Riceviamo e pubblichiamo

Abuso di potere e nepotismo                

 

Come tutti voi sapete, l’illuminazione pubblica è definita tale, perché provvede a rendere vivibile lo spazio pubblico, quando la luce naturale non è sufficiente.

Lo spazio pubblico è il luogo, ove chiunque ha il diritto di circolare. È uno spazio differente da quello, ove l’accesso è riservato solo ad alcuni per ragioni di proprietà privata.

Lo spazio pubblico rappresenta tutti gli spazi di passaggio e d’incontro, che sono ad uso di tutti, come strade, piazze, parchi, stazioni, edifici pubblici, quali biblioteche, municipi o altro.

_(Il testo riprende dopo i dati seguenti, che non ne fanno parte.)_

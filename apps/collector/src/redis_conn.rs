//! One redis connection per worker, with DNS-aware reconnection.
//!
//! A background checker re-resolves the configured host on an
//! interval; when the address changes it raises a flag and the next
//! flush drops the old connection and dials the new endpoint. Command
//! errors never kill the worker; they count failures and force a
//! reconnect on the next flush.

use crate::config::CollectorConfig;
use crate::error::CollectorError;
use redis::aio::MultiplexedConnection;
use std::net::IpAddr;
use std::sync::atomic::{AtomicBool, Ordering};
use std::sync::{Arc, Mutex, PoisonError};
use std::time::Duration;
use tokio::task::JoinHandle;
use tokio_util::sync::CancellationToken;

pub struct RedisConn {
	client: redis::Client,
	host: String,
	port: u16,
	conn: Option<MultiplexedConnection>,
	connected_ip: Arc<Mutex<Option<IpAddr>>>,
	force_reconnect: Arc<AtomicBool>,
	failures: u64,
}

impl RedisConn {
	/// # Errors
	/// Unparseable `redis_server` or a rejected connection URL.
	pub fn new(cfg: &CollectorConfig) -> Result<Self, CollectorError> {
		let (host, port) = cfg.redis_host_port()?;
		let client = redis::Client::open(cfg.redis_url())?;
		Ok(Self {
			client,
			host,
			port,
			conn: None,
			connected_ip: Arc::new(Mutex::new(None)),
			force_reconnect: Arc::new(AtomicBool::new(false)),
			failures: 0,
		})
	}

	/// Make sure a connection exists, honoring a pending reconnect
	/// request. Returns whether the store is reachable right now.
	pub async fn ready(&mut self) -> bool {
		if self.force_reconnect.swap(false, Ordering::AcqRel) && self.conn.take().is_some() {
			tracing::info!(host = %self.host, "redis endpoint moved, dropping connection");
		}
		if self.conn.is_none() {
			match self.client.get_multiplexed_tokio_connection().await {
				Ok(conn) => {
					*self.connected_ip.lock().unwrap_or_else(PoisonError::into_inner) = self.resolve_one().await;
					self.conn = Some(conn);
				}
				Err(err) => {
					tracing::warn!(%err, host = %self.host, "redis connect failed");
					return false;
				}
			}
		}
		true
	}

	/// Ship one pipeline. On error the connection is dropped so the
	/// next flush reconnects.
	pub async fn send(&mut self, pipe: redis::Pipeline) -> bool {
		let Some(conn) = self.conn.as_mut() else {
			return false;
		};
		let outcome: Result<(), redis::RedisError> = pipe.query_async(conn).await;
		match outcome {
			Ok(()) => true,
			Err(err) => {
				self.failures += 1;
				tracing::warn!(%err, failures = self.failures, "redis pipeline failed");
				self.conn = None;
				false
			}
		}
	}

	async fn resolve_one(&self) -> Option<IpAddr> {
		match tokio::net::lookup_host((self.host.as_str(), self.port)).await {
			Ok(mut addrs) => addrs.next().map(|a| a.ip()),
			Err(err) => {
				tracing::warn!(%err, host = %self.host, "redis host lookup failed");
				None
			}
		}
	}

	/// Periodic DNS check: a changed address flags the connection for
	/// replacement at the next flush.
	pub fn spawn_health_checker(&self, interval: Duration, cancel: CancellationToken) -> JoinHandle<()> {
		let host = self.host.clone();
		let port = self.port;
		let connected_ip = Arc::clone(&self.connected_ip);
		let force = Arc::clone(&self.force_reconnect);
		tokio::spawn(async move {
			let mut ticker = tokio::time::interval(interval);
			ticker.set_missed_tick_behavior(tokio::time::MissedTickBehavior::Delay);
			loop {
				tokio::select! {
					() = cancel.cancelled() => return,
					_ = ticker.tick() => {}
				}
				let resolved = match tokio::net::lookup_host((host.as_str(), port)).await {
					Ok(mut addrs) => addrs.next().map(|a| a.ip()),
					Err(err) => {
						tracing::warn!(%err, host = %host, "redis host lookup failed");
						continue;
					}
				};
				let current = *connected_ip.lock().unwrap_or_else(PoisonError::into_inner);
				if let (Some(resolved), Some(current)) = (resolved, current) {
					if resolved != current {
						tracing::info!(%resolved, %current, "redis address changed");
						force.store(true, Ordering::Release);
					}
				}
			}
		})
	}
}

Per lo scopo sociale di detta illuminazione, il costo di gestione e manutenzione è a carico di tutti i cittadini; quindi, se l’amministrazione comunale con la gestione del servizio spreca energia, colui che paga è sempre il cittadino.

Molti anni fa, la gestione del servizio pubblico di illuminazione veniva volutamente avviluppata con quella privata; sempre per i famosi voti di scambio, le strade private (cioè vietato l’accesso ai non proprietari), venivano illuminate con i soldi dei contribuenti. Lo scandalo diede una sterzata e vennero tagliati i fili che provvedevano ad illuminare le strade private.

Chiaramente per i politici, c’è il famoso motto che non tutto si riesce a controllare, per cui qualcuno ha sempre usato e abusato con la complicità della politica e degli impiegati, che non fanno il proprio dovere di controllo del territorio.

Da mesi mi scontro con uno di questi abusi; mi domando se è giusto e perché nessuno hai mai denunciato questo uso illecito e quello che mi sconcerta ancora di più, è che l’abuso è consumato a dieci metri dal Comando Vigili urbani, a quindici dal Municipio e a quindici dalla Caserma dei Carabinieri.

Visto che nessuna autorità competente sente la necessità di eliminare questi abusi, cosa può fare un semplice cittadino?

La giustizia la conosciamo tutti come funziona, perciò ho preferito pubblicare la cosa su Internet, almeno tutti i cittadini onesti e rispettosi della cosa pubblica, che seguono questo sito, quando dovranno votare, avranno di che pensare.

L’abuso si consuma in Via Mulimento, salendo verso Roccarainola, la traversa privata dopo i Vigili Urbani, dove sono stati installati due maxi fari alogeni alle due estremità della strada, uno su Via Monte della Taglia e l’altro su Via Mulimento, allacciati sull’illuminazione pubblica.

E’ vengo al titolo: chi abita in quella strada ??? Il fratello dell’Assessore ai Vigili Urbani; con questo non voglio affermare che la cosa sia stata fatta su ordine di quest’ultimo, ma certamente un’autorità addetta al controllo degli abusi, che chiude gli occhi guarda caso proprio dove abita il fratello, e ciò mi induce a pensare.

Ma la domanda che adesso voglio porre alla minoranza di governo locale: quando si eseguono questi lavori, i dipendenti hanno un mandato? chi firma questi mandati? è possibile risalire al mandante?